Design a serial 2's complementer with a shift register and a flip-flop. The binary number is shifted out from one end of the shift register, and it's 2's complement. Design a serial 2's complementer with a shift register and a flip flop. The binary number is shifted out from one side and it's 2's complementer shifted in to the other side of the shift register.
First look at the operation of the D type flip flop The sequence starts by a reset so Q = 0 The input to the D-type is made up from the initial output (Q) which is OR'd with the first (LSB) bit of the number you are complimenting (X). The output Y is XOR'd with Q and X (00 > 0, 01 >1) as Q is '0' we don't have to consider any other case.

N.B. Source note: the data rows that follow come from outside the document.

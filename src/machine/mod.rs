//! Security state machine: the imperative shell around [`crate::core`].
//!
//! [`AlarmPanel`] owns the canonical state, the two delay timer slots and
//! the transition history. Each request is decided by the pure rules in
//! [`crate::core::rules`], applied under the panel lock, and published to
//! observers once the lock is released. Expired timers re-enter through the
//! same path tagged [`Origin::InternalTimer`](crate::core::Origin).

mod error;
mod panel;

pub use error::{Outcome, PanelError, Rejection, RequestResult};
pub use panel::{AlarmPanel, PanelSettings};
//! Property-based tests for the alarm panel.
//!
//! Random sequences of requests from every origin, interleaved with waits
//! under paused Tokio time, must never break the panel's invariants.

use alarm_panel::core::{Origin, SecurityState, TargetMode};
use alarm_panel::machine::{AlarmPanel, PanelSettings, RequestResult};
use alarm_panel::notify::StateChange;
use alarm_panel::timer::TimerKind;
use alarm_panel::Snapshot;
use proptest::prelude::*;
use std::sync::{Arc, Mutex};
use std::time::Duration;

#[derive(Clone, Debug)]
enum Op {
    Arm(TargetMode, Origin),
    Trip(bool, Origin),
    Alarm(bool, Origin),
    Wait(u64),
}

fn target() -> impl Strategy<Value = TargetMode> {
    prop_oneof![
        Just(TargetMode::Disarm),
        Just(TargetMode::Away),
        Just(TargetMode::Home),
        Just(TargetMode::Night),
    ]
}

fn origin() -> impl Strategy<Value = Origin> {
    prop_oneof![
        Just(Origin::ManualOrSensor),
        Just(Origin::ExternalSync),
        Just(Origin::InternalTimer),
        Just(Origin::InternalLogic),
    ]
}

fn op() -> impl Strategy<Value = Op> {
    prop_oneof![
        3 => (target(), origin()).prop_map(|(t, o)| Op::Arm(t, o)),
        3 => (any::<bool>(), origin()).prop_map(|(v, o)| Op::Trip(v, o)),
        1 => (any::<bool>(), origin()).prop_map(|(v, o)| Op::Alarm(v, o)),
        2 => (1u64..15).prop_map(Op::Wait),
    ]
}

fn runtime() -> tokio::runtime::Runtime {
    tokio::runtime::Builder::new_current_thread()
        .enable_time()
        .start_paused(true)
        .build()
        .unwrap()
}

fn settings() -> PanelSettings {
    PanelSettings {
        arm_delay: Duration::from_secs(5),
        alarm_delay: Duration::from_secs(5),
        history_capacity: 8,
        ..PanelSettings::default()
    }
}

async fn run(panel: &AlarmPanel, op: &Op) -> Option<RequestResult> {
    match *op {
        Op::Arm(target, origin) => Some(panel.request_arm_mode(target, origin)),
        Op::Trip(value, origin) => Some(panel.request_tripped(value, origin)),
        Op::Alarm(value, origin) => Some(panel.request_alarming(value, origin)),
        Op::Wait(secs) => {
            tokio::time::sleep(Duration::from_secs(secs)).await;
            None
        }
    }
}

fn check_invariants(panel: &AlarmPanel, state: &Snapshot) -> Result<(), TestCaseError> {
    prop_assert!(!state.alarming || state.mode.is_armed(), "alarming while disarmed: {state:?}");
    prop_assert!(!state.tripped || state.mode.is_armed(), "tripped while disarmed: {state:?}");
    prop_assert!(!state.arming || state.target == TargetMode::Away, "arming toward {state:?}");
    prop_assert_eq!(state.arming, panel.pending_timer(TimerKind::ArmDelay).is_some());
    if panel.pending_timer(TimerKind::AlarmDelay).is_some() {
        prop_assert!(state.tripped, "alarm delay pending without a trip: {state:?}");
    }
    Ok(())
}

proptest! {
    #![proptest_config(ProptestConfig::with_cases(64))]

    #[test]
    fn invariants_hold_for_any_request_sequence(ops in prop::collection::vec(op(), 1..40)) {
        runtime().block_on(async {
            let panel = AlarmPanel::new(settings()).unwrap();
            // An alarm can only follow a trip observed while armed.
            let mut saw_armed_trip = false;
            for op in &ops {
                let before = panel.state();
                let result = run(&panel, op).await;
                let after = panel.state();
                check_invariants(&panel, &after)?;
                if let Some(Err(rejection)) = result {
                    prop_assert_eq!(before, after, "{} changed state", rejection);
                }

                if after.tripped && after.mode.is_armed() {
                    saw_armed_trip = true;
                }
                prop_assert!(
                    !after.alarming || saw_armed_trip,
                    "alarming without a preceding armed trip after {:?}: {:?}",
                    op,
                    after
                );
                if !after.tripped && !after.alarming {
                    saw_armed_trip = false;
                }
            }
            Ok::<(), TestCaseError>(())
        })?;
    }

    #[test]
    fn manual_disarm_always_clears(ops in prop::collection::vec(op(), 0..30)) {
        runtime().block_on(async {
            let panel = AlarmPanel::new(settings()).unwrap();
            for op in &ops {
                run(&panel, op).await;
            }

            prop_assert!(panel
                .request_arm_mode(TargetMode::Disarm, Origin::ManualOrSensor)
                .is_ok());
            prop_assert_eq!(panel.state(), SecurityState::new().snapshot());
            prop_assert!(panel.pending_timer(TimerKind::ArmDelay).is_none());
            prop_assert!(panel.pending_timer(TimerKind::AlarmDelay).is_none());

            // nothing scheduled earlier may fire afterwards
            tokio::time::sleep(Duration::from_secs(60)).await;
            prop_assert_eq!(panel.state(), SecurityState::new().snapshot());
            Ok::<(), TestCaseError>(())
        })?;
    }

    #[test]
    fn observers_see_strictly_increasing_sequences(ops in prop::collection::vec(op(), 1..40)) {
        runtime().block_on(async {
            let panel = AlarmPanel::new(settings()).unwrap();
            let seen = Arc::new(Mutex::new(Vec::new()));
            let sink = seen.clone();
            panel.subscribe(Arc::new(move |change: &StateChange| {
                sink.lock().unwrap().push((change.sequence, change.state));
            }));

            for op in &ops {
                run(&panel, op).await;
            }
            tokio::time::sleep(Duration::from_secs(20)).await;

            let seen = seen.lock().unwrap();
            for pair in seen.windows(2) {
                prop_assert!(pair[0].0 < pair[1].0);
            }
            if let Some((_, last)) = seen.last() {
                prop_assert_eq!(*last, panel.state());
            }
            Ok::<(), TestCaseError>(())
        })?;
    }

    #[test]
    fn history_is_bounded_and_contiguous(ops in prop::collection::vec(op(), 1..60)) {
        runtime().block_on(async {
            let panel = AlarmPanel::new(settings()).unwrap();
            for op in &ops {
                run(&panel, op).await;
            }

            let history = panel.history();
            prop_assert!(history.len() <= history.capacity());
            let records: Vec<_> = history.transitions().collect();
            for pair in records.windows(2) {
                prop_assert!(pair[0].sequence < pair[1].sequence);
                prop_assert_eq!(pair[0].to, pair[1].from);
            }
            if let Some(last) = history.last() {
                prop_assert_eq!(last.to, panel.panel_state());
            }
            Ok::<(), TestCaseError>(())
        })?;
    }
}
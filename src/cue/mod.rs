//! Periodic audio cues.
//!
//! Each configured cue runs its own loop: every `interval` it reads the
//! panel snapshot and, when its condition holds, fires the notifier. A failed
//! notification is logged and the loop carries on.

use crate::core::Snapshot;
use crate::machine::AlarmPanel;
use serde::{Deserialize, Serialize};
use std::future::Future;
use std::sync::Arc;
use std::time::Duration;
use thiserror::Error;
use tokio::task::JoinHandle;
use tracing::{debug, warn};

/// Which panel flag a cue follows.
#[derive(Clone, Copy, Debug, PartialEq, Eq, Hash, Serialize, Deserialize)]
#[serde(rename_all = "snake_case")]
pub enum CueCondition {
    Arming,
    Tripped,
    Alarming,
}

impl CueCondition {
    pub fn holds(self, state: &Snapshot) -> bool {
        match self {
            CueCondition::Arming => state.arming,
            CueCondition::Tripped => state.tripped,
            CueCondition::Alarming => state.alarming,
        }
    }

    pub fn name(self) -> &'static str {
        match self {
            CueCondition::Arming => "arming",
            CueCondition::Tripped => "tripped",
            CueCondition::Alarming => "alarming",
        }
    }
}

#[derive(Clone, Debug, PartialEq, Eq)]
pub struct AudioCue {
    pub condition: CueCondition,
    pub url: String,
    pub interval: Duration,
}

#[derive(Debug, Error)]
pub enum CueError {
    #[error("failed to build webhook client: {0}")]
    Client(#[source] reqwest::Error),

    #[error("webhook request to {url} failed: {source}")]
    Request {
        url: String,
        #[source]
        source: reqwest::Error,
    },

    #[error("webhook {url} returned status {status}")]
    Status { url: String, status: u16 },
}

/// Delivers a cue somewhere audible.
pub trait CueNotifier: Send + Sync + 'static {
    fn notify(&self, cue: &AudioCue) -> impl Future<Output = Result<(), CueError>> + Send;
}

/// Fires a plain GET at the cue URL, e.g. a Sonos HTTP API clip endpoint.
#[derive(Clone, Debug)]
pub struct WebhookNotifier {
    client: reqwest::Client,
}

impl WebhookNotifier {
    pub fn new(timeout: Duration) -> Result<Self, CueError> {
        let client = reqwest::Client::builder()
            .timeout(timeout)
            .build()
            .map_err(CueError::Client)?;
        Ok(Self { client })
    }
}

impl CueNotifier for WebhookNotifier {
    fn notify(&self, cue: &AudioCue) -> impl Future<Output = Result<(), CueError>> + Send {
        let request = self.client.get(&cue.url);
        let url = cue.url.clone();
        async move {
            let response = request.send().await.map_err(|source| CueError::Request {
                url: url.clone(),
                source,
            })?;
            let status = response.status();
            if !status.is_success() {
                return Err(CueError::Status {
                    url,
                    status: status.as_u16(),
                });
            }
            Ok(())
        }
    }
}

/// Start the loop for one cue on the current runtime.
///
/// The loop runs until the returned handle is aborted or the runtime shuts
/// down.
pub fn spawn<N: CueNotifier>(panel: AlarmPanel, cue: AudioCue, notifier: Arc<N>) -> JoinHandle<()> {
    tokio::spawn(run(panel, cue, notifier))
}

async fn run<N: CueNotifier>(panel: AlarmPanel, cue: AudioCue, notifier: Arc<N>) {
    debug!(cue = cue.condition.name(), url = %cue.url, interval = ?cue.interval, "audio cue started");
    loop {
        tokio::time::sleep(cue.interval).await;
        if !cue.condition.holds(&panel.state()) {
            continue;
        }
        match notifier.notify(&cue).await {
            Ok(()) => debug!(cue = cue.condition.name(), "audio cue sent"),
            Err(e) => warn!(cue = cue.condition.name(), error = %e, "audio cue failed"),
        }
    }
}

So initially the output at Y will always be the same as input at X i.e our LSB data bit. The initial input at 'D' will also be the same as the input at X (X OR '0' = X) Let's take a number - say 28. In binary this would be 00011100 To change this to its 2's compliment we invert and add 1 00011100 --> 11100011 ---> +1 ----> 11100100 So if our circuit works a 00011100 input it will produce a 11100100 output Start with a reset so that Y = X (Q = '0') Q (t+1) = D (t) D is X OR Q Y is X XOR Q LSB first X Q D Y 0 0 0 0 0 0 0 0 1 0 1 1 1 1 1 0 1 1 1 0 0 1 1 1 0 1 1 1 0 1 1 1 Look at the diagonal relationship between D and Q. Q in the next row (t+1) is simply the value of D in the previous row (at time t).
Caverns of doom rules pdf download. Each time the bit is CLOCKED 't' moves on 1. The rest is simply applying the logic of the connected gates to produce a value.